WHAT THE EXERCISE ASKS:
Work out the number of lines in the listing below that include "PartialEq", and answer with it alone.

DATA FOR THIS EXERCISE:
══════

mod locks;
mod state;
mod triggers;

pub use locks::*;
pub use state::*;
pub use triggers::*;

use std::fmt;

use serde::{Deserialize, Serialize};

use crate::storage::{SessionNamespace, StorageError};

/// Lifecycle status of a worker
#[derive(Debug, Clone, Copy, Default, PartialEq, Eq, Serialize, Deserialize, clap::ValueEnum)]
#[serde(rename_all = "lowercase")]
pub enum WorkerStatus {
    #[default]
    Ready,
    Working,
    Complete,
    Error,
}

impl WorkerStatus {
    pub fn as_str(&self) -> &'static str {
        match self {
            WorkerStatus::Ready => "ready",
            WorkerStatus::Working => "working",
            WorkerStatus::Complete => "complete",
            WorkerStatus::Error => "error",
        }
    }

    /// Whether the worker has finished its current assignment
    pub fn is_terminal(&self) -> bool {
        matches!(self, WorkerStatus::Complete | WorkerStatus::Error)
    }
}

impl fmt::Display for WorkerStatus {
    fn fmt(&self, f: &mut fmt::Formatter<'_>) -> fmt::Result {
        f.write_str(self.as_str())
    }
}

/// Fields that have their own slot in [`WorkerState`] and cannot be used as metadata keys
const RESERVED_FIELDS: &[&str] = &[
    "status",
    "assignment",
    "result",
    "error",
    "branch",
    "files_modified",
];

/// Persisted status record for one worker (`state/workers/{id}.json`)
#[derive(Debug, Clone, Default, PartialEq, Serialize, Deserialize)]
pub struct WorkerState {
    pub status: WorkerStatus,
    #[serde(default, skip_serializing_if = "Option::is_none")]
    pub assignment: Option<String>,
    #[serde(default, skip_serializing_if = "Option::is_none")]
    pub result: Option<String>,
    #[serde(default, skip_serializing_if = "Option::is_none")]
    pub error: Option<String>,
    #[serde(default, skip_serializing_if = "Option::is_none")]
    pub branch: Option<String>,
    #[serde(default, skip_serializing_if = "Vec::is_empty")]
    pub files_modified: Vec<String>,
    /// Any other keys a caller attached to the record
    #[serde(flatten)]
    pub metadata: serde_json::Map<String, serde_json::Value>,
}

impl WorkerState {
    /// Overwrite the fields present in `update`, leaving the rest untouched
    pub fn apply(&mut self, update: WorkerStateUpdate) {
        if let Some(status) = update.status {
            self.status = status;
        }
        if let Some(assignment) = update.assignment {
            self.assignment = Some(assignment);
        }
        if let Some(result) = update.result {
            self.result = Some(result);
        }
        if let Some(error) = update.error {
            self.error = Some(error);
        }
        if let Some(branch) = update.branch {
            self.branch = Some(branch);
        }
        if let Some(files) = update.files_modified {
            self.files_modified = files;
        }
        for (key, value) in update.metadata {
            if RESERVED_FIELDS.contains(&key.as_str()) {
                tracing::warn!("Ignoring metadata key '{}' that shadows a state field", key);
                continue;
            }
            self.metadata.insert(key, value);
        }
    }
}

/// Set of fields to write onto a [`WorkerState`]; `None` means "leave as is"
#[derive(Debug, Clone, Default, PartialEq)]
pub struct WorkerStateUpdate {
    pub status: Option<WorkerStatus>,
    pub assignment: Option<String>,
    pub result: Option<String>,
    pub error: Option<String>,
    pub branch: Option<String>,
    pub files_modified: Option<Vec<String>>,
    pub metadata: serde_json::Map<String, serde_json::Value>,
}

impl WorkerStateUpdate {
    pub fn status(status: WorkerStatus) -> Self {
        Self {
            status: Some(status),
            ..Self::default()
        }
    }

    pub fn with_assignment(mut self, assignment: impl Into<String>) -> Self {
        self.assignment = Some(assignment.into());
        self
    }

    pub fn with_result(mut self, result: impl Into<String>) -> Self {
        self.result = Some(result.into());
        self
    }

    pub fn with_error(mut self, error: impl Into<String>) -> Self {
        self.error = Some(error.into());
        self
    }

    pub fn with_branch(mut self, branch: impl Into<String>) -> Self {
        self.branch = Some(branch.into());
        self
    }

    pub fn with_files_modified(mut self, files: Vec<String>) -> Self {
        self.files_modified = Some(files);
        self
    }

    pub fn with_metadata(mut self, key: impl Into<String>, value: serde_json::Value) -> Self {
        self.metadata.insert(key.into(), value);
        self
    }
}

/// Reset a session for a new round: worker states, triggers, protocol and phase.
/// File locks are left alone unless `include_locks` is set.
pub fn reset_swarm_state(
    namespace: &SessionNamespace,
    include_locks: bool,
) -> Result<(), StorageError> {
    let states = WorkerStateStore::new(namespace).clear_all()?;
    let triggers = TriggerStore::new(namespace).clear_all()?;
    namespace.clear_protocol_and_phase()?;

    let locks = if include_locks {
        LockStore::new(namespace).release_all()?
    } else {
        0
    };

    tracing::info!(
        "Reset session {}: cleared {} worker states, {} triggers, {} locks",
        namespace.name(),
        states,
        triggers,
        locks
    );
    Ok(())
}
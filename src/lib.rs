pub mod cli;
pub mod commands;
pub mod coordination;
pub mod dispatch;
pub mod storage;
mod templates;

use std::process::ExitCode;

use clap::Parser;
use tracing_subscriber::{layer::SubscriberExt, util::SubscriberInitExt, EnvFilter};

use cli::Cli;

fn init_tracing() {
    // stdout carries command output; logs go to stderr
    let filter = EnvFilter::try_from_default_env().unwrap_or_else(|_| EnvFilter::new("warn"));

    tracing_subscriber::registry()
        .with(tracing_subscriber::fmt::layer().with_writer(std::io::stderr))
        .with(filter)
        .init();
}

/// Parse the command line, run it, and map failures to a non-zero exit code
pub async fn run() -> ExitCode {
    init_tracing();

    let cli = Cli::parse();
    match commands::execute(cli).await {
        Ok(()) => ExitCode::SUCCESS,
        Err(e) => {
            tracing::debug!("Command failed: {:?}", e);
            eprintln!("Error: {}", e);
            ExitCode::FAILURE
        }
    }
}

══════

REPLY TO THE TASK:
3